WHAT YOU NEED TO DO | Your job is to reproduce all of the data exactly.

Excerpts from a dataset:
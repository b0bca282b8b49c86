//! Condition blocks and the rule set evaluator.

pub mod defaults;
pub mod rule;

pub use defaults::with_inherit_defaults;
pub use rule::{CompiledRule, Rule};

use std::collections::BTreeMap;

use crate::domain::transaction::is_field;
use crate::domain::{ConditionKind, EvaluationContext, RuleOrigin, VerdictDetail};
use crate::error::ConfigError;
use crate::interpreter::{apply_sugar, check_expr, EvalLimits, Library};

/// Compiled condition block of a contract.
///
/// Built once at load time: properties are checked against the schema,
/// argument sugar is applied, references are validated and, for inherit
/// blocks, implicit rules are added. Evaluation then has nothing left to
/// resolve.
#[derive(Debug, Clone, PartialEq)]
pub struct ConditionBlock {
    kind: ConditionKind,
    rules: Vec<CompiledRule>,
}

impl ConditionBlock {
    pub fn compile(
        kind: ConditionKind,
        source: &BTreeMap<String, Rule>,
        library: &Library,
    ) -> Result<Self, ConfigError> {
        let mut rules = Vec::with_capacity(source.len());

        for (property, rule) in source {
            if !is_field(property) {
                return Err(ConfigError::UnknownProperty {
                    kind,
                    property: property.clone(),
                });
            }

            let rule = match rule {
                Rule::Expression(expr) => {
                    let expr = apply_sugar(expr.clone(), kind, property, library);
                    check_expr(&expr, kind, library)?;
                    Rule::Expression(expr)
                }
                Rule::ValueExpr(expr) => {
                    check_expr(expr, kind, library)?;
                    Rule::ValueExpr(expr.clone())
                }
                Rule::Literal(value) => Rule::Literal(value.clone()),
            };
            rules.push(CompiledRule::new(property.as_str(), rule, RuleOrigin::Explicit));
        }

        if kind == ConditionKind::Inherit {
            rules = with_inherit_defaults(rules);
        }

        Ok(ConditionBlock { kind, rules })
    }

    pub fn kind(&self) -> ConditionKind {
        self.kind
    }

    pub fn rules(&self) -> &[CompiledRule] {
        &self.rules
    }

    pub fn len(&self) -> usize {
        self.rules.len()
    }

    pub fn is_empty(&self) -> bool {
        self.rules.is_empty()
    }
}

/// Evaluate every rule of `block` and combine them with AND.
///
/// All rules run even after a failure so the diagnostics are complete; the
/// verdict does not depend on rule order.
pub fn evaluate_rule_set(
    block: &ConditionBlock,
    ctx: &EvaluationContext<'_>,
    library: &Library,
    limits: EvalLimits,
) -> VerdictDetail {
    let outcomes = block
        .rules
        .iter()
        .map(|rule| rule.evaluate(ctx, library, limits))
        .collect();

    VerdictDetail::from_outcomes(block.kind, outcomes)
}

#[cfg(test)]
mod tests {
    use super::*;
    use crate::domain::{ChainSnapshot, ConsensusEnv, Transaction, Verdict, TRANSACTION_FIELDS};
    use crate::interpreter::{BinaryOp, Expr};

    fn block(kind: ConditionKind, yaml: &str) -> Result<ConditionBlock, ConfigError> {
        let source: BTreeMap<String, Rule> = serde_yaml::from_str(yaml).unwrap();
        ConditionBlock::compile(kind, &source, &Library::standard())
    }

    fn inherit_verdict(block: &ConditionBlock, previous: &Transaction, next: &Transaction) -> VerdictDetail {
        let chain = ChainSnapshot::new();
        let env = ConsensusEnv::new(0, &chain);
        let ctx = EvaluationContext::inherit(previous, next, &env);
        evaluate_rule_set(block, &ctx, &Library::standard(), EvalLimits::default())
    }

    #[test]
    fn test_unknown_property_rejected() {
        let err = block(ConditionKind::Transaction, "colour: true").unwrap_err();
        assert!(matches!(err, ConfigError::UnknownProperty { .. }));
    }

    #[test]
    fn test_unbound_reference_rejected_at_load() {
        let err = block(
            ConditionKind::Transaction,
            "content: { binary: [eq, { ref: next.content }, { literal: x }] }",
        )
        .unwrap_err();
        assert!(matches!(err, ConfigError::UnboundReference { .. }));
    }

    #[test]
    fn test_sugar_applied_at_load() {
        let compiled = block(
            ConditionKind::Inherit,
            "content: { binary: [eq, { call: { function: String.size } }, { literal: 5 }] }",
        )
        .unwrap();

        let rule = compiled
            .rules()
            .iter()
            .find(|r| r.property == "content")
            .unwrap();
        assert_eq!(
            rule.rule,
            Rule::Expression(Expr::binary(
                BinaryOp::Eq,
                Expr::call("String", "size", vec![Expr::field("next", "content")]),
                Expr::literal(5i64),
            ))
        );
    }

    #[test]
    fn test_inherit_block_gets_defaults() {
        let compiled = block(ConditionKind::Inherit, "content: true").unwrap();
        assert_eq!(compiled.len(), TRANSACTION_FIELDS.len());

        let compiled = block(ConditionKind::Transaction, "content: true").unwrap();
        assert_eq!(compiled.len(), 1);
    }

    #[test]
    fn test_empty_inherit_closes_chain() {
        let compiled = block(ConditionKind::Inherit, "{}").unwrap();
        let previous = Transaction {
            content: "a".to_string(),
            ..Default::default()
        };
        let next = Transaction {
            content: "b".to_string(),
            ..Default::default()
        };

        let detail = inherit_verdict(&compiled, &previous, &next);
        assert_eq!(detail.verdict, Verdict::Reject);
        assert_eq!(detail.failures().count(), 1);
        assert_eq!(detail.failures().next().map(|o| o.property.as_str()), Some("content"));

        let detail = inherit_verdict(&compiled, &previous, &previous.clone());
        assert_eq!(detail.verdict, Verdict::Accept);
    }

    #[test]
    fn test_all_rules_evaluated_after_failure() {
        let compiled = block(ConditionKind::Inherit, "content: false\ncode: false").unwrap();
        let tx = Transaction::default();

        let detail = inherit_verdict(&compiled, &tx, &tx);
        assert_eq!(detail.outcomes.len(), TRANSACTION_FIELDS.len());
        assert_eq!(detail.failures().count(), 2);
    }
}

TASK RESPONSE |
repository b0bca282b8b49c86
//! Condition blocks and the rule set evaluator.

pub mod defaults;
pub mod rule;

pub use defaults::with_inherit_defaults;
pub use rule::{CompiledRule, Rule};

use std::collections::BTreeMap;

use crate::domain::transaction::is_field;
use crate::domain::{ConditionKind, EvaluationContext, RuleOrigin, VerdictDetail};
use crate::error::ConfigError;
use crate::interpreter::{apply_sugar, check_expr, EvalLimits, Library};

/// Compiled condition block of a contract.
///
/// Built once at load time: properties are checked against the schema,
/// argument sugar is applied, references are validated and, for inherit
/// blocks, implicit rules are added. Evaluation then has nothing left to
/// resolve.
#[derive(Debug, Clone, PartialEq)]
pub struct ConditionBlock {
    kind: ConditionKind,
    rules: Vec<CompiledRule>,
}

impl ConditionBlock {
    pub fn compile(
        kind: ConditionKind,
        source: &BTreeMap<String, Rule>,
        library: &Library,
    ) -> Result<Self, ConfigError> {
        let mut rules = Vec::with_capacity(source.len());

        for (property, rule) in source {
            if !is_field(property) {
                return Err(ConfigError::UnknownProperty {
                    kind,
                    property: property.clone(),
                });
            }

            let rule = match rule {
                Rule::Expression(expr) => {
                    let expr = apply_sugar(expr.clone(), kind, property, library);
                    check_expr(&expr, kind, library)?;
                    Rule::Expression(expr)
                }
                Rule::ValueExpr(expr) => {
                    check_expr(expr, kind, library)?;
                    Rule::ValueExpr(expr.clone())
                }
                Rule::Literal(value) => Rule::Literal(value.clone()),
            };
            rules.push(CompiledRule::new(property.as_str(), rule, RuleOrigin::Explicit));
        }

        if kind == ConditionKind::Inherit {
            rules = with_inherit_defaults(rules);
        }

        Ok(ConditionBlock { kind, rules })
    }

    pub fn kind(&self) -> ConditionKind {
        self.kind
    }

    pub fn rules(&self) -> &[CompiledRule] {
        &self.rules
    }

    pub fn len(&self) -> usize {
        self.rules.len()
    }

    pub fn is_empty(&self) -> bool {
        self.rules.is_empty()
    }
}

/// Evaluate every rule of `block` and combine them with AND.
///
/// All rules run even after a failure so the diagnostics are complete; the
/// verdict does not depend on rule order.
pub fn evaluate_rule_set(
    block: &ConditionBlock,
    ctx: &EvaluationContext<'_>,
    library: &Library,
    limits: EvalLimits,
) -> VerdictDetail {
    let outcomes = block
        .rules
        .iter()
        .map(|rule| rule.evaluate(ctx, library, limits))
        .collect();

    VerdictDetail::from_outcomes(block.kind, outcomes)
}

#[cfg(test)]
mod tests {
    use super::*;
    use crate::domain::{ChainSnapshot, ConsensusEnv, Transaction, Verdict, TRANSACTION_FIELDS};
    use crate::interpreter::{BinaryOp, Expr};

    fn block(kind: ConditionKind, yaml: &str) -> Result<ConditionBlock, ConfigError> {
        let source: BTreeMap<String, Rule> = serde_yaml::from_str(yaml).unwrap();
        ConditionBlock::compile(kind, &source, &Library::standard())
    }

    fn inherit_verdict(block: &ConditionBlock, previous: &Transaction, next: &Transaction) -> VerdictDetail {
        let chain = ChainSnapshot::new();
        let env = ConsensusEnv::new(0, &chain);
        let ctx = EvaluationContext::inherit(previous, next, &env);
        evaluate_rule_set(block, &ctx, &Library::standard(), EvalLimits::default())
    }

    #[test]
    fn test_unknown_property_rejected() {
        let err = block(ConditionKind::Transaction, "colour: true").unwrap_err();
        assert!(matches!(err, ConfigError::UnknownProperty { .. }));
    }

    #[test]
    fn test_unbound_reference_rejected_at_load() {
        let err = block(
            ConditionKind::Transaction,
            "content: { binary: [eq, { ref: next.content }, { literal: x }] }",
        )
        .unwrap_err();
        assert!(matches!(err, ConfigError::UnboundReference { .. }));
    }

    #[test]
    fn test_sugar_applied_at_load() {
        let compiled = block(
            ConditionKind::Inherit,
            "content: { binary: [eq, { call: { function: String.size } }, { literal: 5 }] }",
        )
        .unwrap();

        let rule = compiled
            .rules()
            .iter()
            .find(|r| r.property == "content")
            .unwrap();
        assert_eq!(
            rule.rule,
            Rule::Expression(Expr::binary(
                BinaryOp::Eq,
                Expr::call("String", "size", vec![Expr::field("next", "content")]),
                Expr::literal(5i64),
            ))
        );
    }

    #[test]
    fn test_inherit_block_gets_defaults() {
        let compiled = block(ConditionKind::Inherit, "content: true").unwrap();
        assert_eq!(compiled.len(), TRANSACTION_FIELDS.len());

        let compiled = block(ConditionKind::Transaction, "content: true").unwrap();
        assert_eq!(compiled.len(), 1);
    }

    #[test]
    fn test_empty_inherit_closes_chain() {
        let compiled = block(ConditionKind::Inherit, "{}").unwrap();
        let previous = Transaction {
            content: "a".to_string(),
            ..Default::default()
        };
        let next = Transaction {
            content: "b".to_string(),
            ..Default::default()
        };

        let detail = inherit_verdict(&compiled, &previous, &next);
        assert_eq!(detail.verdict, Verdict::Reject);
        assert_eq!(detail.failures().count(), 1);
        assert_eq!(detail.failures().next().map(|o| o.property.as_str()), Some("content"));

        let detail = inherit_verdict(&compiled, &previous, &previous.clone());
        assert_eq!(detail.verdict, Verdict::Accept);
    }

    #[test]
    fn test_all_rules_evaluated_after_failure() {
        let compiled = block(ConditionKind::Inherit, "content: false\ncode: false").unwrap();
        let tx = Transaction::default();

        let detail = inherit_verdict(&compiled, &tx, &tx);
        assert_eq!(detail.outcomes.len(), TRANSACTION_FIELDS.len());
        assert_eq!(detail.failures().count(), 2);
    }
}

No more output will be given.